Stored data
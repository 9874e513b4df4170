//! One-time login codes and sessions.

use anyhow::Result;
use rusqlite::Connection;

use super::OptionalExt;
use crate::models::SessionRow;

pub fn insert_code(
    conn: &Connection,
    id: &str,
    whatsapp_number: &str,
    code_hash: &str,
    expires_at: &str,
    now: &str,
) -> Result<()> {
    conn.execute(
        "INSERT INTO auth_codes (id, whatsapp_number, code_hash, expires_at, created_at)
         VALUES (?1, ?2, ?3, ?4, ?5)",
        (id, whatsapp_number, code_hash, expires_at, now),
    )?;
    Ok(())
}

/// Mark a matching unused, unexpired code as used. Returns `false` when no
/// such code exists, so each code works at most once.
pub fn consume_code(conn: &Connection, whatsapp_number: &str, code_hash: &str, now: &str) -> Result<bool> {
    let changed = conn.execute(
        "UPDATE auth_codes SET used = 1
         WHERE id = (
             SELECT id FROM auth_codes
             WHERE whatsapp_number = ?1 AND code_hash = ?2 AND used = 0 AND expires_at > ?3
             ORDER BY created_at DESC LIMIT 1
         )",
        (whatsapp_number, code_hash, now),
    )?;
    Ok(changed > 0)
}

/// Drop codes that are used or past expiry.
pub fn delete_stale_codes(conn: &Connection, now: &str) -> Result<usize> {
    Ok(conn.execute(
        "DELETE FROM auth_codes WHERE used = 1 OR expires_at <= ?1",
        [now],
    )?)
}

pub fn insert_session(conn: &Connection, id: &str, user_id: &str, expires_at: &str, now: &str) -> Result<()> {
    conn.execute(
        "INSERT INTO user_sessions (id, user_id, expires_at, created_at) VALUES (?1, ?2, ?3, ?4)",
        (id, user_id, expires_at, now),
    )?;
    Ok(())
}

/// A session that exists and has not expired.
pub fn live_session(conn: &Connection, id: &str, now: &str) -> Result<Option<SessionRow>> {
    conn.query_row(
        "SELECT id, user_id, expires_at FROM user_sessions WHERE id = ?1 AND expires_at > ?2",
        (id, now),
        |row| {
            Ok(SessionRow {
                id: row.get(0)?,
                user_id: row.get(1)?,
                expires_at: row.get(2)?,
            })
        },
    )
    .optional()
}

pub fn delete_session(conn: &Connection, id: &str) -> Result<bool> {
    Ok(conn.execute("DELETE FROM user_sessions WHERE id = ?1", [id])? > 0)
}

pub fn delete_expired_sessions(conn: &Connection, now: &str) -> Result<usize> {
    Ok(conn.execute("DELETE FROM user_sessions WHERE expires_at <= ?1", [now])?)
}
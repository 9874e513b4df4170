use anyhow::Result;
use lojinha_types::models::RankingSort;
use rusqlite::{Connection, Row};

use super::OptionalExt;
use crate::models::UserRow;

const USER_COLUMNS: &str = "id, whatsapp_number, name, avatar_url, level, xp, prestige, coins, \
     is_admin, is_banned, equipped_avatar, equipped_frame, equipped_title, daily_streak, \
     last_daily_claim, total_messages, created_at, updated_at";

fn user_from_row(row: &Row<'_>) -> rusqlite::Result<UserRow> {
    Ok(UserRow {
        id: row.get(0)?,
        whatsapp_number: row.get(1)?,
        name: row.get(2)?,
        avatar_url: row.get(3)?,
        level: row.get(4)?,
        xp: row.get(5)?,
        prestige: row.get(6)?,
        coins: row.get(7)?,
        is_admin: row.get(8)?,
        is_banned: row.get(9)?,
        equipped_avatar: row.get(10)?,
        equipped_frame: row.get(11)?,
        equipped_title: row.get(12)?,
        daily_streak: row.get(13)?,
        last_daily_claim: row.get(14)?,
        total_messages: row.get(15)?,
        created_at: row.get(16)?,
        updated_at: row.get(17)?,
    })
}

pub fn insert(conn: &Connection, id: &str, whatsapp_number: &str, name: &str, now: &str) -> Result<()> {
    conn.execute(
        "INSERT INTO users (id, whatsapp_number, name, created_at, updated_at)
         VALUES (?1, ?2, ?3, ?4, ?4)",
        (id, whatsapp_number, name, now),
    )?;
    Ok(())
}

pub fn get_by_id(conn: &Connection, id: &str) -> Result<Option<UserRow>> {
    conn.query_row(
        &format!("SELECT {USER_COLUMNS} FROM users WHERE id = ?1"),
        [id],
        user_from_row,
    )
    .optional()
}

pub fn get_by_number(conn: &Connection, whatsapp_number: &str) -> Result<Option<UserRow>> {
    conn.query_row(
        &format!("SELECT {USER_COLUMNS} FROM users WHERE whatsapp_number = ?1"),
        [whatsapp_number],
        user_from_row,
    )
    .optional()
}

/// Every user, newest first.
pub fn list_all(conn: &Connection) -> Result<Vec<UserRow>> {
    let mut stmt = conn.prepare(&format!(
        "SELECT {USER_COLUMNS} FROM users ORDER BY created_at DESC, id"
    ))?;
    let rows = stmt
        .query_map([], user_from_row)?
        .collect::<std::result::Result<Vec<_>, _>>()?;
    Ok(rows)
}

/// Non-banned users ordered for the leaderboard.
pub fn ranking(conn: &Connection, sort: RankingSort, limit: u32) -> Result<Vec<UserRow>> {
    let order = match sort {
        RankingSort::Level => "level DESC, xp DESC, coins DESC",
        RankingSort::Xp => "xp DESC, level DESC",
        RankingSort::Coins => "coins DESC, level DESC",
    };
    let mut stmt = conn.prepare(&format!(
        "SELECT {USER_COLUMNS} FROM users WHERE is_banned = 0
         ORDER BY {order}, created_at ASC LIMIT ?1"
    ))?;
    let rows = stmt
        .query_map([limit], user_from_row)?
        .collect::<std::result::Result<Vec<_>, _>>()?;
    Ok(rows)
}

/// Apply the provided fields; `None` leaves a field unchanged.
pub fn update_profile(
    conn: &Connection,
    id: &str,
    name: Option<&str>,
    avatar_url: Option<&str>,
    now: &str,
) -> Result<bool> {
    let changed = conn.execute(
        "UPDATE users SET
            name = COALESCE(?2, name),
            avatar_url = COALESCE(?3, avatar_url),
            updated_at = ?4
         WHERE id = ?1",
        (id, name, avatar_url, now),
    )?;
    Ok(changed > 0)
}

pub fn set_admin(conn: &Connection, id: &str, is_admin: bool, now: &str) -> Result<()> {
    conn.execute(
        "UPDATE users SET is_admin = ?2, updated_at = ?3 WHERE id = ?1",
        (id, is_admin, now),
    )?;
    Ok(())
}

/// Flip the ban flag. Returns the new value, or `None` for an unknown user.
pub fn toggle_ban(conn: &Connection, id: &str, now: &str) -> Result<Option<bool>> {
    conn.query_row(
        "UPDATE users SET is_banned = NOT is_banned, updated_at = ?2
         WHERE id = ?1 RETURNING is_banned",
        (id, now),
        |row| row.get(0),
    )
    .optional()
}

/// Add `delta` (possibly negative) to the balance unless the result would
/// go below zero. Returns the new balance, or `None` when the guard refused
/// the change or the user does not exist.
pub fn add_coins(conn: &Connection, id: &str, delta: i64, now: &str) -> Result<Option<i64>> {
    conn.query_row(
        "UPDATE users SET coins = coins + ?2, updated_at = ?3
         WHERE id = ?1 AND coins + ?2 >= 0 RETURNING coins",
        (id, delta, now),
        |row| row.get(0),
    )
    .optional()
}

pub fn set_daily(conn: &Connection, id: &str, streak: i64, claimed_at: &str) -> Result<()> {
    conn.execute(
        "UPDATE users SET daily_streak = ?2, last_daily_claim = ?3, updated_at = ?3 WHERE id = ?1",
        (id, streak, claimed_at),
    )?;
    Ok(())
}

/// Store new level/XP and count one more message.
pub fn record_message(conn: &Connection, id: &str, level: i64, xp: i64, now: &str) -> Result<()> {
    conn.execute(
        "UPDATE users SET level = ?2, xp = ?3, total_messages = total_messages + 1, updated_at = ?4
         WHERE id = ?1",
        (id, level, xp, now),
    )?;
    Ok(())
}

-- What to work on --
Every entry, from the first line to the last, should be retyped exactly.

-- Written answer --
repository 9874e513b4df4170
//! One-time login codes and sessions.

use anyhow::Result;
use rusqlite::Connection;

use super::OptionalExt;
use crate::models::SessionRow;

pub fn insert_code(
    conn: &Connection,
    id: &str,
    whatsapp_number: &str,
    code_hash: &str,
    expires_at: &str,
    now: &str,
) -> Result<()> {
    conn.execute(
        "INSERT INTO auth_codes (id, whatsapp_number, code_hash, expires_at, created_at)
         VALUES (?1, ?2, ?3, ?4, ?5)",
        (id, whatsapp_number, code_hash, expires_at, now),
    )?;
    Ok(())
}

/// Mark a matching unused, unexpired code as used. Returns `false` when no
/// such code exists, so each code works at most once.
pub fn consume_code(conn: &Connection, whatsapp_number: &str, code_hash: &str, now: &str) -> Result<bool> {
    let changed = conn.execute(
        "UPDATE auth_codes SET used = 1
         WHERE id = (
             SELECT id FROM auth_codes
             WHERE whatsapp_number = ?1 AND code_hash = ?2 AND used = 0 AND expires_at > ?3
             ORDER BY created_at DESC LIMIT 1
         )",
        (whatsapp_number, code_hash, now),
    )?;
    Ok(changed > 0)
}

/// Drop codes that are used or past expiry.
pub fn delete_stale_codes(conn: &Connection, now: &str) -> Result<usize> {
    Ok(conn.execute(
        "DELETE FROM auth_codes WHERE used = 1 OR expires_at <= ?1",
        [now],
    )?)
}

pub fn insert_session(conn: &Connection, id: &str, user_id: &str, expires_at: &str, now: &str) -> Result<()> {
    conn.execute(
        "INSERT INTO user_sessions (id, user_id, expires_at, created_at) VALUES (?1, ?2, ?3, ?4)",
        (id, user_id, expires_at, now),
    )?;
    Ok(())
}

/// A session that exists and has not expired.
pub fn live_session(conn: &Connection, id: &str, now: &str) -> Result<Option<SessionRow>> {
    conn.query_row(
        "SELECT id, user_id, expires_at FROM user_sessions WHERE id = ?1 AND expires_at > ?2",
        (id, now),
        |row| {
            Ok(SessionRow {
                id: row.get(0)?,
                user_id: row.get(1)?,
                expires_at: row.get(2)?,
            })
        },
    )
    .optional()
}

pub fn delete_session(conn: &Connection, id: &str) -> Result<bool> {
    Ok(conn.execute("DELETE FROM user_sessions WHERE id = ?1", [id])? > 0)
}

pub fn delete_expired_sessions(conn: &Connection, now: &str) -> Result<usize> {
    Ok(conn.execute("DELETE FROM user_sessions WHERE expires_at <= ?1", [now])?)
}
repository 9874e513b4df4170
use anyhow::Result;
use lojinha_types::models::RankingSort;
use rusqlite::{Connection, Row};

use super::OptionalExt;
use crate::models::UserRow;

const USER_COLUMNS: &str = "id, whatsapp_number, name, avatar_url, level, xp, prestige, coins, \
     is_admin, is_banned, equipped_avatar, equipped_frame, equipped_title, daily_streak, \
     last_daily_claim, total_messages, created_at, updated_at";

fn user_from_row(row: &Row<'_>) -> rusqlite::Result<UserRow> {
    Ok(UserRow {
        id: row.get(0)?,
        whatsapp_number: row.get(1)?,
        name: row.get(2)?,
        avatar_url: row.get(3)?,
        level: row.get(4)?,
        xp: row.get(5)?,
        prestige: row.get(6)?,
        coins: row.get(7)?,
        is_admin: row.get(8)?,
        is_banned: row.get(9)?,
        equipped_avatar: row.get(10)?,
        equipped_frame: row.get(11)?,
        equipped_title: row.get(12)?,
        daily_streak: row.get(13)?,
        last_daily_claim: row.get(14)?,
        total_messages: row.get(15)?,
        created_at: row.get(16)?,
        updated_at: row.get(17)?,
    })
}

pub fn insert(conn: &Connection, id: &str, whatsapp_number: &str, name: &str, now: &str) -> Result<()> {
    conn.execute(
        "INSERT INTO users (id, whatsapp_number, name, created_at, updated_at)
         VALUES (?1, ?2, ?3, ?4, ?4)",
        (id, whatsapp_number, name, now),
    )?;
    Ok(())
}

pub fn get_by_id(conn: &Connection, id: &str) -> Result<Option<UserRow>> {
    conn.query_row(
        &format!("SELECT {USER_COLUMNS} FROM users WHERE id = ?1"),
        [id],
        user_from_row,
    )
    .optional()
}

pub fn get_by_number(conn: &Connection, whatsapp_number: &str) -> Result<Option<UserRow>> {
    conn.query_row(
        &format!("SELECT {USER_COLUMNS} FROM users WHERE whatsapp_number = ?1"),
        [whatsapp_number],
        user_from_row,
    )
    .optional()
}

/// Every user, newest first.
pub fn list_all(conn: &Connection) -> Result<Vec<UserRow>> {
    let mut stmt = conn.prepare(&format!(
        "SELECT {USER_COLUMNS} FROM users ORDER BY created_at DESC, id"
    ))?;
    let rows = stmt
        .query_map([], user_from_row)?
        .collect::<std::result::Result<Vec<_>, _>>()?;
    Ok(rows)
}

/// Non-banned users ordered for the leaderboard.
pub fn ranking(conn: &Connection, sort: RankingSort, limit: u32) -> Result<Vec<UserRow>> {
    let order = match sort {
        RankingSort::Level => "level DESC, xp DESC, coins DESC",
        RankingSort::Xp => "xp DESC, level DESC",
        RankingSort::Coins => "coins DESC, level DESC",
    };
    let mut stmt = conn.prepare(&format!(
        "SELECT {USER_COLUMNS} FROM users WHERE is_banned = 0
         ORDER BY {order}, created_at ASC LIMIT ?1"
    ))?;
    let rows = stmt
        .query_map([limit], user_from_row)?
        .collect::<std::result::Result<Vec<_>, _>>()?;
    Ok(rows)
}

/// Apply the provided fields; `None` leaves a field unchanged.
pub fn update_profile(
    conn: &Connection,
    id: &str,
    name: Option<&str>,
    avatar_url: Option<&str>,
    now: &str,
) -> Result<bool> {
    let changed = conn.execute(
        "UPDATE users SET
            name = COALESCE(?2, name),
            avatar_url = COALESCE(?3, avatar_url),
            updated_at = ?4
         WHERE id = ?1",
        (id, name, avatar_url, now),
    )?;
    Ok(changed > 0)
}

pub fn set_admin(conn: &Connection, id: &str, is_admin: bool, now: &str) -> Result<()> {
    conn.execute(
        "UPDATE users SET is_admin = ?2, updated_at = ?3 WHERE id = ?1",
        (id, is_admin, now),
    )?;
    Ok(())
}

/// Flip the ban flag. Returns the new value, or `None` for an unknown user.
pub fn toggle_ban(conn: &Connection, id: &str, now: &str) -> Result<Option<bool>> {
    conn.query_row(
        "UPDATE users SET is_banned = NOT is_banned, updated_at = ?2
         WHERE id = ?1 RETURNING is_banned",
        (id, now),
        |row| row.get(0),
    )
    .optional()
}

/// Add `delta` (possibly negative) to the balance unless the result would
/// go below zero. Returns the new balance, or `None` when the guard refused
/// the change or the user does not exist.
pub fn add_coins(conn: &Connection, id: &str, delta: i64, now: &str) -> Result<Option<i64>> {
    conn.query_row(
        "UPDATE users SET coins = coins + ?2, updated_at = ?3
         WHERE id = ?1 AND coins + ?2 >= 0 RETURNING coins",
        (id, delta, now),
        |row| row.get(0),
    )
    .optional()
}

pub fn set_daily(conn: &Connection, id: &str, streak: i64, claimed_at: &str) -> Result<()> {
    conn.execute(
        "UPDATE users SET daily_streak = ?2, last_daily_claim = ?3, updated_at = ?3 WHERE id = ?1",
        (id, streak, claimed_at),
    )?;
    Ok(())
}

/// Store new level/XP and count one more message.
pub fn record_message(conn: &Connection, id: &str, level: i64, xp: i64, now: &str) -> Result<()> {
    conn.execute(
        "UPDATE users SET level = ?2, xp = ?3, total_messages = total_messages + 1, updated_at = ?4
         WHERE id = ?1",
        (id, level, xp, now),
    )?;
    Ok(())
}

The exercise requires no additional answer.